* **EXERCISE BRIEF**
Exactly the lines from the one holding "let recognized = entry" through the final line of the data are wanted, copied as written.

* **SUPPLIED DATA**
Content starts

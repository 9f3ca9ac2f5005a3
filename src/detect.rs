//! Detection entry points
//!
//! [`inspect_file`] maps a file name to its rule and runs it. [`detect`] accepts a
//! directory, a regular file or an `http(s)://` URL and yields one result per
//! recognized manifest, computed only when the iterator is advanced.

use crate::allow_list::AllowList;
use crate::download;
use crate::error::DetectError;
use crate::manifest::{ManifestKind, Report};
use crate::rules;
use std::path::{MAIN_SEPARATOR, Path, PathBuf};
use walkdir::WalkDir;

/// Final path component, split on `/` so URLs behave like paths.
fn base_name(path: &str) -> &str {
    path.rsplit(['/', MAIN_SEPARATOR]).next().unwrap_or(path)
}

/// Check a single manifest and return everything it declares that is not allowed.
///
/// `real_path` names the file in diagnostics when `path` is only a local copy (for
/// example a downloaded manifest); the manifest kind is taken from its base name.
pub fn inspect_file(
    path: &Path,
    real_path: Option<&str>,
    allow: &AllowList,
) -> Result<Report, DetectError> {
    let display = match real_path {
        Some(real) => real.to_string(),
        None => path.to_string_lossy().into_owned(),
    };
    let file_name = base_name(&display);

    let Some(kind) = ManifestKind::from_file_name(file_name) else {
        return Err(DetectError::UnknownFile {
            file_name: file_name.to_string(),
            supported: ManifestKind::supported_file_names(),
        });
    };

    rules::check(kind, path, &display, allow)
}

/// Whether the manifest at `path` is free of disallowed package sources.
pub fn detect_file(path: impl AsRef<Path>, allow: &AllowList) -> Result<bool, DetectError> {
    Ok(inspect_file(path.as_ref(), None, allow)?.is_clean())
}

/// Like [`detect_file`], reporting `real_path` instead of `path`.
pub fn detect_file_as(
    path: impl AsRef<Path>,
    real_path: &str,
    allow: &AllowList,
) -> Result<bool, DetectError> {
    Ok(inspect_file(path.as_ref(), Some(real_path), allow)?.is_clean())
}

/// Result for one manifest found by [`detect`].
#[derive(Debug, Clone)]
pub struct Detection {
    /// File path, or the URL without query and fragment
    pub id: String,
    pub report: Report,
}

impl Detection {
    pub fn verdict(&self) -> bool {
        self.report.is_clean()
    }
}

enum Target {
    Directory {
        root: PathBuf,
        walker: walkdir::IntoIter,
    },
    File(Option<PathBuf>),
    Url(Option<String>),
}

/// Lazily produced detection results; see [`detect`].
pub struct Detections {
    target: Target,
    allow: AllowList,
}

/// Detect possible dependency confusion in a directory tree, a file or a URL.
///
/// Directories are walked recursively in a stable order: siblings sorted by file
/// name, a subdirectory's manifests reported where the subdirectory sorts. Only
/// files with a recognized manifest name are checked. An element error does not end
/// a directory walk.
pub fn detect(path: &str, allow: &AllowList) -> Result<Detections, DetectError> {
    let fs_path = Path::new(path);
    let target = if fs_path.is_dir() {
        tracing::debug!("Listing files in directory {:?}", path);
        Target::Directory {
            root: fs_path.to_path_buf(),
            walker: WalkDir::new(fs_path)
                .follow_links(false)
                .contents_first(true)
                .sort_by_file_name()
                .into_iter(),
        }
    } else if fs_path.is_file() {
        tracing::debug!("Checking file {:?}", path);
        Target::File(Some(fs_path.to_path_buf()))
    } else if download::is_url(path) {
        Target::Url(Some(path.to_string()))
    } else {
        return Err(DetectError::UnknownPath {
            path: path.to_string(),
        });
    };

    Ok(Detections {
        target,
        allow: allow.clone(),
    })
}

impl Detections {
    fn next_in_directory(&mut self) -> Option<Result<Detection, DetectError>> {
        let Target::Directory { root, walker } = &mut self.target else {
            return None;
        };

        for entry in walker.by_ref() {
            let entry = match entry {
                Ok(entry) => entry,
                Err(source) => {
                    let path = source
                        .path()
                        .map(Path::to_path_buf)
                        .unwrap_or_else(|| root.clone());
                    return Some(Err(DetectError::Walk { path, source }));
                }
            };
            if entry.file_type().is_dir() {
                continue;
            }
            let recognized = entry
                .file_name()
                .to_str()
                .is_some_and(|name| ManifestKind::from_file_name(name).is_some());
            if !recognized {
                continue;
            }
            return Some(check_local(entry.path(), &self.allow));
        }
        None
    }
}

fn check_local(path: &Path, allow: &AllowList) -> Result<Detection, DetectError> {
    let report = inspect_file(path, None, allow)?;
    Ok(Detection {
        id: path.to_string_lossy().into_owned(),
        report,
    })
}

fn check_remote(url: &str, allow: &AllowList) -> Result<Detection, DetectError> {
    let display = download::display_url(url);
    let scratch = download::fetch_to_scratch(url, &display)?;
    let report = inspect_file(scratch.path(), Some(&display), allow);
    drop(scratch);
    Ok(Detection {
        id: display,
        report: report?,
    })
}

impl Iterator for Detections {
    type Item = Result<Detection, DetectError>;

    fn next(&mut self) -> Option<Self::Item> {
        if matches!(self.target, Target::Directory { .. }) {
            return self.next_in_directory();
        }

        match &mut self.target {
            Target::Directory { .. } => None,
            Target::File(path) => {
                let path = path.take()?;
                Some(check_local(&path, &self.allow))
            }
            Target::Url(url) => {
                let url = url.take()?;
                Some(check_remote(&url, &self.allow))
            }
        }
    }
}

Content ends

* **RESULT OF THE TASK**
            let recognized = entry
                .file_name()
                .to_str()
                .is_some_and(|name| ManifestKind::from_file_name(name).is_some());
            if !recognized {
                continue;
            }
            return Some(check_local(entry.path(), &self.allow));
        }
        None
    }
}

fn check_local(path: &Path, allow: &AllowList) -> Result<Detection, DetectError> {
    let report = inspect_file(path, None, allow)?;
    Ok(Detection {
        id: path.to_string_lossy().into_owned(),
        report,
    })
}

fn check_remote(url: &str, allow: &AllowList) -> Result<Detection, DetectError> {
    let display = download::display_url(url);
    let scratch = download::fetch_to_scratch(url, &display)?;
    let report = inspect_file(scratch.path(), Some(&display), allow);
    drop(scratch);
    Ok(Detection {
        id: display,
        report: report?,
    })
}

impl Iterator for Detections {
    type Item = Result<Detection, DetectError>;

    fn next(&mut self) -> Option<Self::Item> {
        if matches!(self.target, Target::Directory { .. }) {
            return self.next_in_directory();
        }

        match &mut self.target {
            Target::Directory { .. } => None,
            Target::File(path) => {
                let path = path.take()?;
                Some(check_local(&path, &self.allow))
            }
            Target::Url(url) => {
                let url = url.take()?;
                Some(check_remote(&url, &self.allow))
            }
        }
    }
}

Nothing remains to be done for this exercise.